Joe Ollmann is a funny cartoonist who makes the most out of his scribbly, expressive drawing style. I thought his last book, Mid-Life, was a bit on the bloated side despite some very sharp character work and lots of gags. There are times I get the sense where he falls too in love with the sound of his characters' voices when a "less-is-more" approach would be more appropriate. He also had the tendency to lay on the shtick too thick to the detriment of his characters. That's why I thought his latest book, Science Fiction (Conundrum), was so successful. Just over a hundred pages, Ollmann has plenty of time to set up protagonist Mark and his girlfriend Sue, planting hints regarding their mildly dysfunctional relationship before he drops in a plot-advancing bomb.
That bomb, revealed a quarter of the way through the book, is that while watching a movie about alien abduction, Mark has a near nervous breakdown. The reason is because the movie triggers a memory of being abducted by unknown beings when he was younger. The genius of the book is that Ollmann never does anything to confirm nor deny this belief of his. Though entertaining, that's really a mcguffin for the book. Instead, this book is about how differing beliefs can drive a wedge between couples, especially if that couple has poor communication skills to begin with. At its heart, the book is about empathy. Though from an objective standpoint, Mark's belief is insane, the fact that he's a lifelong stable skeptic makes that belief something to at least engage with. At the same time, he refuses therapy because of the absolute clarity he receives from the experience. Sue is unable to believe in his belief, and that essential wedge broadens the cracks in the relationship that were already there.

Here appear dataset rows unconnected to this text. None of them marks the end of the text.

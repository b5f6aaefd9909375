//! Silence detection over 16-bit PCM
//!
//! A millisecond offset starts a silent stretch when the RMS level of the
//! following `MIN_SILENCE_MS` is at or below the threshold. Overlapping
//! stretches merge; whatever they do not cover is non-silent.

/// Sample rate the decoder is asked to produce.
pub const SAMPLE_RATE: u32 = 16_000;

/// Shortest stretch of quiet that counts as silence.
pub const MIN_SILENCE_MS: usize = 1_000;

const MAX_AMPLITUDE: f64 = 32_768.0;

/// Convert a dBFS level into a linear 16-bit amplitude.
pub fn dbfs_to_amplitude(dbfs: f64) -> f64 {
    10f64.powf(dbfs / 20.0) * MAX_AMPLITUDE
}

/// Silent ranges as `(start_ms, end_ms)` pairs, sorted and disjoint.
pub fn silent_ranges(samples: &[i16], sample_rate: u32, threshold_dbfs: f64) -> Vec<(usize, usize)> {
    let per_ms = (sample_rate / 1000).max(1) as usize;
    let length_ms = samples.len() / per_ms;
    if length_ms < MIN_SILENCE_MS {
        return vec![];
    }

    // prefix sums of squared samples for constant-time window energy
    let mut energy = Vec::with_capacity(samples.len() + 1);
    energy.push(0f64);
    for sample in samples {
        let value = f64::from(*sample);
        energy.push(energy[energy.len() - 1] + value * value);
    }

    let threshold = dbfs_to_amplitude(threshold_dbfs);
    let window = MIN_SILENCE_MS * per_ms;

    let mut ranges: Vec<(usize, usize)> = vec![];
    let mut current: Option<(usize, usize)> = None;

    for start_ms in 0..=(length_ms - MIN_SILENCE_MS) {
        let from = start_ms * per_ms;
        let rms = ((energy[from + window] - energy[from]) / window as f64).sqrt();
        if rms > threshold {
            continue;
        }

        let end_ms = start_ms + MIN_SILENCE_MS;
        current = match current {
            Some((range_start, range_end)) if start_ms <= range_end => Some((range_start, end_ms)),
            Some(range) => {
                ranges.push(range);
                Some((start_ms, end_ms))
            }
            None => Some((start_ms, end_ms)),
        };
    }
    ranges.extend(current);

    ranges
}

/// Share of the sample, in percent, that is not silent.
pub fn non_silent_percent(samples: &[i16], sample_rate: u32, threshold_dbfs: f64) -> f64 {
    let per_ms = (sample_rate / 1000).max(1) as usize;
    let length_ms = samples.len() / per_ms;
    if length_ms == 0 {
        return 0.0;
    }

    let silent: usize = silent_ranges(samples, sample_rate, threshold_dbfs)
        .iter()
        .map(|(start, end)| end - start)
        .sum();

    (length_ms.saturating_sub(silent) as f64 / length_ms as f64) * 100.0
}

Science Fiction is a fascinating account at the ways in which little lies and deceptions can accrue It's also a fascinating account of the ways in which an obsession can drive a wedge into a relationship, alienating the partner who simply can't relate to this all-consuming relationship. When Sue comes home from work to find Mark (who has not bothered to show up to work in weeks) on skype with fellow abductee "survivors", it drives the wedge in a little further. She's driven to seek solace in the attentions of her boss at work, who turns being a good listener into a chance to try to start an affair that ends when she kisses him. Mark suspects the affair but Sue deflects that back to Mark's crazy behavior, further hammering in that wedge. Again, it's the accumulation of details that make the book work so well, because Ollmann painstakingly reveals the couple's daily rituals and then details how those rituals are systematically wrecked. Perhaps the most emotionally painful admission that comes from Sue is just how low-stakes her relationship was and how willing she was to accept something boring but stable as a way of not being alone, even if she had the inkling that she was more in love with him than he with her. Ollmann leaves the fate of their relationship an open question. It's in tatters by the end of the book as more revelations come out but more lies are told (some with no ill will meant), but Ollmann also demonstrates just how much of a factor inertia can play in keeping a relationship together. It takes this incredibly powerful wedge of ironclad delusion to smash the relationship; the question that Ollmann leaves with the reader is if Mark and Sue care enough about each other to rebuild the relationship from scratch. Ollmann punctuates this despair with humor, bizarre details and character voices that are fully realized and further advanced by his scratchy character design that owes a bit to Peter Bagge.